The paradox in learning and health
For instance, Pratham Education Foundation’s annual comprehensive Annual Status of Education Report (ASER) consistently shows poor learning outcomes among early school-going children.
Its 2019 report found that nearly 49% of children in class 3 across 26 rural districts in 24 states could not read a class 1-level textbook. Only 41% in class 1 could recognise two-digit numbers. Elementary and primary school enrolment in 2019-20, as per the government’s Unified District Information System for Education (UDISE+) report, however, stood at nearly 98% and 90%, respectively.
While public expenditure has helped raise the number of school-going children, it does not appear to have correlated to improved learning.

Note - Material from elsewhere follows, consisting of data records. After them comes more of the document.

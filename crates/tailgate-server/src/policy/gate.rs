use std::sync::Arc;

use tailgate_core::error::{Result, TailgateError};
use tailgate_core::{Action, Identity, PolicyDecisionPoint, OBJECT_WILDCARD};

use crate::obs::metrics::GatewayMetrics;

/// Every RPC the service exposes. Each maps statically to an `(object, action)` pair.
#[derive(Debug, Clone, Copy, PartialEq, Eq, Hash)]
pub enum RpcMethod {
    CreateProfile,
    ReadProfile,
    UpdateProfile,
    DeleteProfile,
    ListProfiles,
    Produce,
    Consume,
    ProduceStream,
    ConsumeStream,
}

impl RpcMethod {
    pub const ALL: [RpcMethod; 9] = [
        RpcMethod::CreateProfile,
        RpcMethod::ReadProfile,
        RpcMethod::UpdateProfile,
        RpcMethod::DeleteProfile,
        RpcMethod::ListProfiles,
        RpcMethod::Produce,
        RpcMethod::Consume,
        RpcMethod::ProduceStream,
        RpcMethod::ConsumeStream,
    ];

    pub fn as_str(self) -> &'static str {
        match self {
            RpcMethod::CreateProfile => "CreateProfile",
            RpcMethod::ReadProfile => "ReadProfile",
            RpcMethod::UpdateProfile => "UpdateProfile",
            RpcMethod::DeleteProfile => "DeleteProfile",
            RpcMethod::ListProfiles => "ListProfiles",
            RpcMethod::Produce => "Produce",
            RpcMethod::Consume => "Consume",
            RpcMethod::ProduceStream => "ProduceStream",
            RpcMethod::ConsumeStream => "ConsumeStream",
        }
    }

    pub fn permission(self) -> (&'static str, Action) {
        let action = match self {
            RpcMethod::CreateProfile => Action::Create,
            RpcMethod::ReadProfile | RpcMethod::ListProfiles => Action::Read,
            RpcMethod::UpdateProfile => Action::Update,
            RpcMethod::DeleteProfile => Action::Delete,
            RpcMethod::Produce | RpcMethod::ProduceStream => Action::Produce,
            RpcMethod::Consume | RpcMethod::ConsumeStream => Action::Consume,
        };
        (OBJECT_WILDCARD, action)
    }
}

/// Stateless authorization gate in front of every handler.
///
/// A PDP error is a deny. A deny never says anything about the target resource.
#[derive(Clone)]
pub struct AuthorizationGate {
    pdp: Arc<dyn PolicyDecisionPoint>,
    metrics: Arc<GatewayMetrics>,
}

impl AuthorizationGate {
    pub fn new(pdp: Arc<dyn PolicyDecisionPoint>, metrics: Arc<GatewayMetrics>) -> Self {
        Self { pdp, metrics }
    }

    pub fn authorize(&self, identity: &Identity, method: RpcMethod) -> Result<()> {
        let (object, action) = method.permission();
        let subject = identity.subject();

        let allowed = match self.pdp.decide(subject, object, action.as_str()) {
            Ok(allowed) => allowed,
            Err(e) => {
                tracing::warn!(
                    %subject, %action, %object, error = %e,
                    "policy decision failed; denying"
                );
                false
            }
        };

        let decision = if allowed { "allow" } else { "deny" };
        self.metrics
            .authz_decisions
            .inc(&[("action", action.as_str()), ("decision", decision)]);

        if allowed {
            return Ok(());
        }

        tracing::info!(%subject, %action, %object, method = method.as_str(), "permission denied");
        Err(TailgateError::PermissionDenied {
            subject: subject.to_string(),
            action: action.as_str().to_string(),
            object: object.to_string(),
        })
    }
}
//! Server TLS material (PEM) and the mutual-TLS config built from it.
//!
//! The core never touches key material; it only sees the verified identity the handshake
//! produces.

use std::fs;

use tonic::transport::{Certificate, Identity as TlsIdentity, ServerTlsConfig};

use tailgate_core::error::{Result, TailgateError};

use crate::config::TlsSection;

/// Server certificate chain, private key, and the CA client certificates must chain to.
#[derive(Clone)]
pub struct TlsMaterial {
    pub cert_pem: Vec<u8>,
    pub key_pem: Vec<u8>,
    pub ca_pem: Vec<u8>,
}

impl std::fmt::Debug for TlsMaterial {
    fn fmt(&self, f: &mut std::fmt::Formatter<'_>) -> std::fmt::Result {
        f.debug_struct("TlsMaterial")
            .field("cert_pem", &self.cert_pem.len())
            .field("key_pem", &"<redacted>")
            .field("ca_pem", &self.ca_pem.len())
            .finish()
    }
}

impl TlsMaterial {
    pub fn from_pem(
        cert_pem: impl Into<Vec<u8>>,
        key_pem: impl Into<Vec<u8>>,
        ca_pem: impl Into<Vec<u8>>,
    ) -> Self {
        Self {
            cert_pem: cert_pem.into(),
            key_pem: key_pem.into(),
            ca_pem: ca_pem.into(),
        }
    }

    pub fn from_files(tls: &TlsSection) -> Result<Self> {
        Ok(Self {
            cert_pem: read_pem("tls.cert_file", &tls.cert_file)?,
            key_pem: read_pem("tls.key_file", &tls.key_file)?,
            ca_pem: read_pem("tls.ca_file", &tls.ca_file)?,
        })
    }

    /// Server config that presents our certificate and requires a client certificate signed
    /// by the CA.
    pub fn server_config(&self) -> ServerTlsConfig {
        ServerTlsConfig::new()
            .identity(TlsIdentity::from_pem(&self.cert_pem, &self.key_pem))
            .client_ca_root(Certificate::from_pem(&self.ca_pem))
            .client_auth_optional(false)
    }
}

fn read_pem(field: &str, path: &str) -> Result<Vec<u8>> {
    let pem = fs::read(path)
        .map_err(|e| TailgateError::BadConfig(format!("{field}: read {path} failed: {e}")))?;
    if pem.is_empty() {
        return Err(TailgateError::BadConfig(format!("{field}: {path} is empty")));
    }
    Ok(pem)
}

Similar patterns can be derived for nutrition programmes. For instance, various schemes and the public distribution system under the National Food Security Act have helped 950 million citizens access subsidised food grains. However, data from the first phase of the annual National Family Health Survey-5 for 22 states and Union Territories showed that the percentage of anaemia, wastage, stunting and underweight children either stagnated or increased in 2019-20 compared to 2015-16.
Shifting the focus to outcomes
To a large degree, the government’s ability to push the frontiers of social sector programmes — from availability to access, and from access to impact — is determined by the approach to how these programmes are financed.
The approach is not so much a question of the quantum of allocations, but how incentive structures are shaped.
Traditional programmes tend to place a greater emphasis on inputs (for example, higher budgets) and activities (hiring more teachers) rather than outcomes (learning). While the former is imperative for growth, the need of the hour is to complement these efforts with an approach that shifts performance incentives to the delivery of outcomes.
Over the last decade, results or outcomes-based financing (RBF/OBF) has gained traction in the social sector. It brings private participation: Where an investor provides up-front capital in response to a project commissioned by an “outcome payer” (typically, a government or philanthropic organisation). Service providers — usually non-profit organisations possessing a deep understanding of local contexts through an on-ground presence and domain expertise — implement the project.
Then, evaluators measure the delivered impact independently.
A share of the pie
Investors are assured of a return of the principal with modest returns on project completion and independent evaluators validating contractually defined outcomes. Thus, every stakeholder — the investor(s), outcome payer, service providers, and evaluators — is strongly incentivised to ensure project success, since it is tied to a financial return.
A specific OBF instrument that the government should consider is the social impact bond (SIB) in which the government is the outcome payer. This financing structure, operating on OBF principles, has been used successfully in many Western economies over the last decade. SIBs are particularly suited for new and innovative projects where outcomes can be attributed to the intervention, and target groups are easily identifiable.
India already has some experience with development impact bonds (DIBs), a similar instrument where the outcome payer is a philanthropic organisation. The Educate Girls DIB, supported by the UBS Optimus Foundation and Children’s Investment Fund Foundation in Rajasthan, achieved tremendous success after its launch in 2015. Over its three-year lifecycle, it clocked 160% of its learning target for the 7,000 children in programme schools. This was 79% more than its peers in non-programme schools.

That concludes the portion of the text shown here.